■ EXERCISE INPUTS:
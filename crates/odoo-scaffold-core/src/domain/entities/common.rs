use std::fmt;
use std::path::{Component, Path, PathBuf};

use serde::Serialize;

use super::super::DomainError;

/// A path inside the module directory.
///
/// Invariant: never absolute and never escapes the module root through `..`.
/// Enforced at construction.
#[derive(Debug, Clone, PartialEq, Eq, Hash, PartialOrd, Ord, Serialize)]
#[serde(transparent)]
pub struct RelativePath(PathBuf);

impl RelativePath {
    /// Fallible constructor.
    pub fn try_new(path: impl Into<PathBuf>) -> Result<Self, DomainError> {
        let path = path.into();
        let escapes = path.components().any(|c| {
            matches!(
                c,
                Component::RootDir | Component::Prefix(_) | Component::ParentDir
            )
        });

        if path.is_absolute() || escapes {
            Err(DomainError::AbsolutePathNotAllowed {
                path: path.display().to_string(),
            })
        } else {
            Ok(Self(path))
        }
    }

    pub fn as_path(&self) -> &Path {
        &self.0
    }

    /// Resolve against a base directory.
    pub fn under(&self, base: &Path) -> PathBuf {
        base.join(&self.0)
    }
}

impl AsRef<Path> for RelativePath {
    fn as_ref(&self) -> &Path {
        &self.0
    }
}

impl fmt::Display for RelativePath {
    fn fmt(&self, f: &mut fmt::Formatter<'_>) -> fmt::Result {
        write!(f, "{}", self.0.display())
    }
}

#[cfg(test)]
mod tests {
    use super::*;

    #[test]
    fn rejects_absolute_and_parent_paths() {
        assert!(RelativePath::try_new("/etc/passwd").is_err());
        assert!(RelativePath::try_new("../outside.py").is_err());
        assert!(RelativePath::try_new("models/../../x").is_err());
    }

    #[test]
    fn joins_under_base() {
        let path = RelativePath::try_new("views/menu.xml").unwrap();
        assert_eq!(
            path.under(Path::new("/addons/m")),
            PathBuf::from("/addons/m/views/menu.xml")
        );
    }
}
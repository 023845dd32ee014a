//! Scaffold Service - main application orchestrator.
//!
//! This service coordinates the entire generation workflow:
//! 1. Validate the identifier
//! 2. Derive names (once)
//! 3. Render the bundle
//! 4. Materialize it on the filesystem
//!
//! It implements the driving port (incoming) and uses driven ports (outgoing).

use std::path::{Path, PathBuf};

use tracing::{debug, info, instrument, warn};

use crate::{
    application::{
        ApplicationError, Report,
        ports::{BundleRenderer, Filesystem},
    },
    domain::{
        Bundle, DerivedNames, DomainValidator as validator, ModuleName, ModuleOptions,
        PlatformVersion,
    },
    error::{ScaffoldError, ScaffoldResult},
};

/// Input of one generation run.
#[derive(Debug, Clone, PartialEq, Eq)]
pub struct GenerateRequest {
    pub identifier: String,
    pub output_path: PathBuf,
    pub platform_version: PlatformVersion,
    pub options: ModuleOptions,
}

impl GenerateRequest {
    /// Request with the default platform version and manifest options.
    pub fn new(identifier: impl Into<String>, output_path: impl Into<PathBuf>) -> Self {
        Self {
            identifier: identifier.into(),
            output_path: output_path.into(),
            platform_version: PlatformVersion::default(),
            options: ModuleOptions::default(),
        }
    }

    pub fn platform_version(mut self, version: PlatformVersion) -> Self {
        self.platform_version = version;
        self
    }

    pub fn options(mut self, options: ModuleOptions) -> Self {
        self.options = options;
        self
    }
}

/// Main scaffolding service.
///
/// Orchestrates validation, derivation, rendering and writing.
pub struct ScaffoldService {
    renderer: Box<dyn BundleRenderer>,
    filesystem: Box<dyn Filesystem>,
}

impl ScaffoldService {
    /// Create a new scaffold service with the given adapters.
    ///
    /// # Example
    ///
    /// ```rust,ignore
    /// let service = ScaffoldService::new(
    ///     Box::new(OdooRenderer::new()),  // impl BundleRenderer
    ///     Box::new(LocalFilesystem::new()), // impl Filesystem
    /// );
    /// ```
    pub fn new(renderer: Box<dyn BundleRenderer>, filesystem: Box<dyn Filesystem>) -> Self {
        Self {
            renderer,
            filesystem,
        }
    }

    /// Generate a new module.
    ///
    /// An invalid identifier is rejected before the filesystem is touched.
    #[instrument(
        skip_all,
        fields(
            module = %request.identifier,
            version = %request.platform_version,
            output_path = %request.output_path.display()
        )
    )]
    pub fn generate(&self, request: &GenerateRequest) -> ScaffoldResult<Report> {
        let (names, bundle) = self.preview(request)?;
        self.materialize(&request.output_path, &names, &bundle)
    }

    /// Validate, derive and render without writing anything.
    pub fn preview(&self, request: &GenerateRequest) -> ScaffoldResult<(DerivedNames, Bundle)> {
        // 1. Validate identifier
        validator::validate_identifier(&request.identifier).map_err(ScaffoldError::Domain)?;
        let module = ModuleName::parse(request.identifier.as_str())?;

        // 2. Derive names; the dialect is fixed from here on
        let names = DerivedNames::derive(&module, request.platform_version);
        info!(
            model = %names.dotted_name,
            dialect = %names.visibility_dialect,
            "Names derived"
        );

        // 3. Render bundle
        let bundle = self.renderer.render(&names, &request.options)?;
        validator::validate_bundle(&bundle).map_err(ScaffoldError::Domain)?;
        debug!(
            files = bundle.artifacts().len(),
            directories = bundle.directories().len(),
            "Bundle rendered"
        );

        Ok((names, bundle))
    }

    /// Write a rendered bundle under `root/<module>`.
    ///
    /// Fails with `AlreadyExists`, without writing, if the module directory is
    /// present. Directories are all created before the first file is written.
    pub fn materialize(
        &self,
        root: &Path,
        names: &DerivedNames,
        bundle: &Bundle,
    ) -> ScaffoldResult<Report> {
        validator::validate_bundle(bundle).map_err(ScaffoldError::Domain)?;

        if bundle.module() != names.module() {
            return Err(ScaffoldError::Internal {
                message: format!(
                    "bundle for '{}' materialized with names of '{}'",
                    bundle.module(),
                    names.module()
                ),
            });
        }

        let module_dir = root.join(names.module().as_str());

        // Check if module exists
        if self.filesystem.exists(&module_dir) {
            warn!(path = %module_dir.display(), "Module directory already exists");
            return Err(ApplicationError::AlreadyExists { path: module_dir }.into());
        }

        let mut report = Report::new(names, &module_dir);

        // Directory skeleton first; no file exists yet if this fails.
        self.filesystem.create_dir_all(&module_dir)?;
        report.directories.push(module_dir.clone());
        for dir in bundle.directories() {
            let path = dir.under(&module_dir);
            self.filesystem.create_dir_all(&path)?;
            report.directories.push(path);
        }

        // Then every artifact, keeping track of what landed.
        for artifact in bundle.artifacts() {
            let path = artifact.relative_path.under(&module_dir);
            if let Err(e) = self.filesystem.write_file(&path, &artifact.content) {
                warn!(
                    error = %e,
                    path = %path.display(),
                    written = report.files.len(),
                    "Write failed; leaving partial module in place"
                );
                return Err(ApplicationError::IoFailure {
                    path,
                    reason: e.to_string(),
                    written: report.files,
                }
                .into());
            }
            debug!(path = %path.display(), bytes = artifact.size(), "Wrote artifact");
            report.files.push(path);
        }

        info!(
            files = report.file_count(),
            path = %module_dir.display(),
            "Module generated"
        );
        Ok(report)
    }
}
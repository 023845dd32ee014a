//! Shell completion generation.

use clap::CommandFactory;
use clap_complete::{generate, shells};

use crate::cli::{Cli, CompletionsArgs, Shell};

const BIN_NAME: &str = "odoo-scaffold";

pub fn execute(args: CompletionsArgs) -> crate::error::CliResult<()> {
    let mut cmd = Cli::command();
    let mut out = std::io::stdout();

    match args.shell {
        Shell::Bash => generate(shells::Bash, &mut cmd, BIN_NAME, &mut out),
        Shell::Zsh => generate(shells::Zsh, &mut cmd, BIN_NAME, &mut out),
        Shell::Fish => generate(shells::Fish, &mut cmd, BIN_NAME, &mut out),
        Shell::PowerShell => generate(shells::PowerShell, &mut cmd, BIN_NAME, &mut out),
        Shell::Elvish => generate(shells::Elvish, &mut cmd, BIN_NAME, &mut out),
    };

    Ok(())
}
//! Driven (output) ports - implemented by infrastructure.
//!
//! These traits define what the application needs from external systems.
//! The `odoo-scaffold-adapters` crate provides implementations.

use std::path::Path;

use crate::domain::{Bundle, DerivedNames, ModuleOptions};
use crate::error::ScaffoldResult;

/// Port for filesystem operations.
///
/// Implemented by:
/// - `odoo_scaffold_adapters::filesystem::LocalFilesystem` (production)
/// - `odoo_scaffold_adapters::filesystem::MemoryFilesystem` (testing)
///
/// Paths passed in are absolute or relative to the process working
/// directory; the service joins bundle paths onto the output root first.
#[cfg_attr(test, mockall::automock)]
pub trait Filesystem: Send + Sync {
    /// Create a directory and all parent directories.
    fn create_dir_all(&self, path: &Path) -> ScaffoldResult<()>;

    /// Write content to a file, creating or truncating it.
    fn write_file(&self, path: &Path, content: &str) -> ScaffoldResult<()>;

    /// Check if a file or directory exists at path.
    fn exists(&self, path: &Path) -> bool;
}

/// Port for bundle rendering.
///
/// Implemented by:
/// - `odoo_scaffold_adapters::renderer::OdooRenderer` (the built-in module layout)
///
/// Implementations must be pure: the same names and options always produce
/// byte-identical bundles, and every cross-file reference must come from
/// `names`.
pub trait BundleRenderer: Send + Sync {
    fn render(&self, names: &DerivedNames, options: &ModuleOptions) -> ScaffoldResult<Bundle>;
}
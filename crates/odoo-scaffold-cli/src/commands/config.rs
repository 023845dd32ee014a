//! `odoo-scaffold config`: inspect configuration values.

use crate::{
    cli::{ConfigCommands, GlobalArgs},
    config::AppConfig,
    error::{CliError, CliResult},
    output::OutputManager,
};

/// Dispatch to the correct config subcommand.
pub fn execute(
    cmd: ConfigCommands,
    global: GlobalArgs,
    config: AppConfig,
    output: OutputManager,
) -> CliResult<()> {
    match cmd {
        ConfigCommands::Get { key } => {
            let value = get_config_value(&config, &key)?;
            output.print(&format!("{key} = {value}"))?;
        }

        ConfigCommands::List => {
            if output.is_json() {
                output.json(&config)?;
                return Ok(());
            }
            output.header("Current Configuration:")?;
            let serialised =
                toml::to_string_pretty(&config).map_err(|e| CliError::ConfigError {
                    message: format!("Failed to serialise config: {e}"),
                    source: Some(Box::new(e)),
                })?;
            output.print(&serialised)?;
        }

        ConfigCommands::Path => {
            let path = AppConfig::active_path(global.config.as_ref());
            output.print(&path.display().to_string())?;
        }
    }

    Ok(())
}

// ── helpers ───────────────────────────────────────────────────────────────────

fn get_config_value(config: &AppConfig, key: &str) -> CliResult<String> {
    let unset = || "(unset)".to_string();
    match key {
        "defaults.odoo_version" => Ok(config.defaults.odoo_version.to_string()),
        "defaults.output_path" => Ok(config.defaults.output_path.display().to_string()),
        "manifest.author" => Ok(config.manifest.author.clone().unwrap_or_else(unset)),
        "manifest.license" => Ok(config.manifest.license.clone().unwrap_or_else(unset)),
        "manifest.category" => Ok(config.manifest.category.clone().unwrap_or_else(unset)),
        "manifest.website" => Ok(config.manifest.website.clone().unwrap_or_else(unset)),
        "manifest.summary" => Ok(config.manifest.summary.clone().unwrap_or_else(unset)),
        "output.no_color" => Ok(config.output.no_color.to_string()),
        "output.format" => Ok(config.output.format.clone()),
        _ => Err(CliError::ConfigError {
            message: format!("Unknown config key: '{key}'"),
            source: None,
        }),
    }
}

// ── tests ─────────────────────────────────────────────────────────────────────

#[cfg(test)]
mod tests {
    use super::*;

    #[test]
    fn get_known_key() {
        let cfg = AppConfig::default();
        assert_eq!(get_config_value(&cfg, "defaults.odoo_version").unwrap(), "17");
        assert_eq!(get_config_value(&cfg, "defaults.output_path").unwrap(), ".");
    }

    #[test]
    fn unset_manifest_value() {
        let mut cfg = AppConfig::default();
        assert_eq!(get_config_value(&cfg, "manifest.author").unwrap(), "(unset)");
        cfg.manifest.author = Some("Acme".into());
        assert_eq!(get_config_value(&cfg, "manifest.author").unwrap(), "Acme");
    }

    #[test]
    fn get_unknown_key_is_error() {
        let cfg = AppConfig::default();
        let err = get_config_value(&cfg, "does.not.exist").unwrap_err();
        assert!(matches!(err, CliError::ConfigError { .. }));
        assert_eq!(err.exit_code(), 4);
    }

    #[test]
    fn get_no_color_default() {
        let cfg = AppConfig::default();
        assert_eq!(get_config_value(&cfg, "output.no_color").unwrap(), "false");
    }
}
//! Application ports (traits) for external dependencies.
//!
//! In hexagonal architecture, ports define interfaces that the application
//! needs from the outside world. Adapters in `odoo-scaffold-adapters`
//! implement these.
//!
//! ## Port Types
//!
//! - **Driven (Output) Ports**: Called by application, implemented by infrastructure
//!   - `Filesystem`: Directory and file creation
//!   - `BundleRenderer`: Turns derived names into module artifacts
//!
//! - **Driving (Input) Ports**: Called by external world, implemented by application
//!   - (`ScaffoldService::generate`, used by the CLI and `adapters::generate`)

pub mod output;

pub use output::{BundleRenderer, Filesystem};
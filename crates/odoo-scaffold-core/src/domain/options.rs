//! Free-form manifest values passed through to the templates unchanged.

use serde::{Deserialize, Serialize};

/// Modules every generated bundle depends on: the model inherits
/// `mail.thread`.
pub const REQUIRED_DEPENDS: [&str; 2] = ["base", "mail"];

/// Manifest fields the caller may override.
///
/// None of these participate in cross-file references; they are copied into
/// `__manifest__.py` verbatim.
#[derive(Debug, Clone, PartialEq, Eq, Serialize, Deserialize)]
#[serde(default)]
pub struct ModuleOptions {
    pub author: String,
    pub license: String,
    pub category: String,
    pub website: String,
    pub summary: String,
    /// Modules added to `depends` after `base` and `mail`.
    pub extra_depends: Vec<String>,
    pub application: bool,
}

impl Default for ModuleOptions {
    fn default() -> Self {
        Self {
            author: "TODO: Author Name".into(),
            license: "LGPL-3".into(),
            category: "Uncategorized".into(),
            website: String::new(),
            summary: "TODO: Short module summary".into(),
            extra_depends: Vec::new(),
            application: true,
        }
    }
}

impl ModuleOptions {
    /// `depends` entries in manifest order, without duplicates.
    pub fn depends(&self) -> Vec<&str> {
        let mut out: Vec<&str> = REQUIRED_DEPENDS.to_vec();
        for extra in &self.extra_depends {
            if !out.contains(&extra.as_str()) {
                out.push(extra);
            }
        }
        out
    }

    pub fn with_author(mut self, author: impl Into<String>) -> Self {
        self.author = author.into();
        self
    }

    pub fn with_license(mut self, license: impl Into<String>) -> Self {
        self.license = license.into();
        self
    }

    pub fn with_category(mut self, category: impl Into<String>) -> Self {
        self.category = category.into();
        self
    }

    pub fn with_website(mut self, website: impl Into<String>) -> Self {
        self.website = website.into();
        self
    }

    pub fn with_summary(mut self, summary: impl Into<String>) -> Self {
        self.summary = summary.into();
        self
    }
}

■ TASK ITEM: The answer should consist of every line from the listing above that includes the word "DerivedNames".

■ OUTPUT FOR THIS EXERCISE:
        Bundle, DerivedNames, DomainValidator as validator, ModuleName, ModuleOptions,
    pub fn preview(&self, request: &GenerateRequest) -> ScaffoldResult<(DerivedNames, Bundle)> {
        let names = DerivedNames::derive(&module, request.platform_version);
        names: &DerivedNames,
use crate::domain::{Bundle, DerivedNames, ModuleOptions};
    fn render(&self, names: &DerivedNames, options: &ModuleOptions) -> ScaffoldResult<Bundle>;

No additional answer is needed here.